REQUIREMENT:
When the string "Serialize" occurs in a line of the listing below, return that line.

RAW DATA:
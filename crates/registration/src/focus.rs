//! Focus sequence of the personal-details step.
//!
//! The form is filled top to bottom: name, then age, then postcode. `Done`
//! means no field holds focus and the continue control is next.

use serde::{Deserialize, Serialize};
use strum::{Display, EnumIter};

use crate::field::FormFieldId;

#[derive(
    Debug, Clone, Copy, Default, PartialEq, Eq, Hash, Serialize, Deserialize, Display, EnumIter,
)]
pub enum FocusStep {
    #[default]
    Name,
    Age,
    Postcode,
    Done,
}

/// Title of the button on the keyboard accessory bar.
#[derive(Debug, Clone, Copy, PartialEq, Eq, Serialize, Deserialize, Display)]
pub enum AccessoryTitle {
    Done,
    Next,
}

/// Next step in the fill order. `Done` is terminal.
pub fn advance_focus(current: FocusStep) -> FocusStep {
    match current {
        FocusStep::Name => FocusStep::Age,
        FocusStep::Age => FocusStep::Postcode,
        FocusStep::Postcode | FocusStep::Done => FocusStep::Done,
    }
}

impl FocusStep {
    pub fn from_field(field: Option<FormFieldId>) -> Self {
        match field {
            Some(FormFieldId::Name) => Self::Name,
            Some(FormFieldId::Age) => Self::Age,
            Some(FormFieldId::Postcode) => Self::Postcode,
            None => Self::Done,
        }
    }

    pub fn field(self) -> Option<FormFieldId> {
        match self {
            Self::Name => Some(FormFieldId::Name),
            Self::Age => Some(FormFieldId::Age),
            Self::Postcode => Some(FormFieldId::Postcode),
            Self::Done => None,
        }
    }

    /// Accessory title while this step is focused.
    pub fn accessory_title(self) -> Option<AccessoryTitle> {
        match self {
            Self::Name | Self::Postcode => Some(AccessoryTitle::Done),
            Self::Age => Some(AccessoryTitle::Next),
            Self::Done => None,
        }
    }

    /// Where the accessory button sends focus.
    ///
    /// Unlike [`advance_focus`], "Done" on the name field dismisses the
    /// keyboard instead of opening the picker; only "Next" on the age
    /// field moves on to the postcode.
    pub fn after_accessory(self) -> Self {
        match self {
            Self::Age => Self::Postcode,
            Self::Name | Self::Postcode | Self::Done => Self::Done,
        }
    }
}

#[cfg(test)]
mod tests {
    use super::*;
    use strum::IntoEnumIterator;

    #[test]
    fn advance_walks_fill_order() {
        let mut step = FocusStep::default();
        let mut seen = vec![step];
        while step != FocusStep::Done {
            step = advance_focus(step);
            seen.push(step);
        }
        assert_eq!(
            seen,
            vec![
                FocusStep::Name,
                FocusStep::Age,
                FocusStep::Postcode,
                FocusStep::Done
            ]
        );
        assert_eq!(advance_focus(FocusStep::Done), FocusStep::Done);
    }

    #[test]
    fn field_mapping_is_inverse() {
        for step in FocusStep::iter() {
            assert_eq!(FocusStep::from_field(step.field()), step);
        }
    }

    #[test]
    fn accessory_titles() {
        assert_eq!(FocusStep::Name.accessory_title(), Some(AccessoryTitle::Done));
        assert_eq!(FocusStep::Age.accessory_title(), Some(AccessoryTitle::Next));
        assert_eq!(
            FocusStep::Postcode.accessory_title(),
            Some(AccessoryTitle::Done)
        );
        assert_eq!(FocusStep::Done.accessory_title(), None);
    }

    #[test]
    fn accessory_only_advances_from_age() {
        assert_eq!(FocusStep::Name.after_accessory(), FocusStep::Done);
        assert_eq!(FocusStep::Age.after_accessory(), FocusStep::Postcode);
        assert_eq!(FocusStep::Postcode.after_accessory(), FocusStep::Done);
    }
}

RESPONSE TO THE TASK:
use serde::{Deserialize, Serialize};
    Debug, Clone, Copy, Default, PartialEq, Eq, Hash, Serialize, Deserialize, Display, EnumIter,
#[derive(Debug, Clone, Copy, PartialEq, Eq, Serialize, Deserialize, Display)]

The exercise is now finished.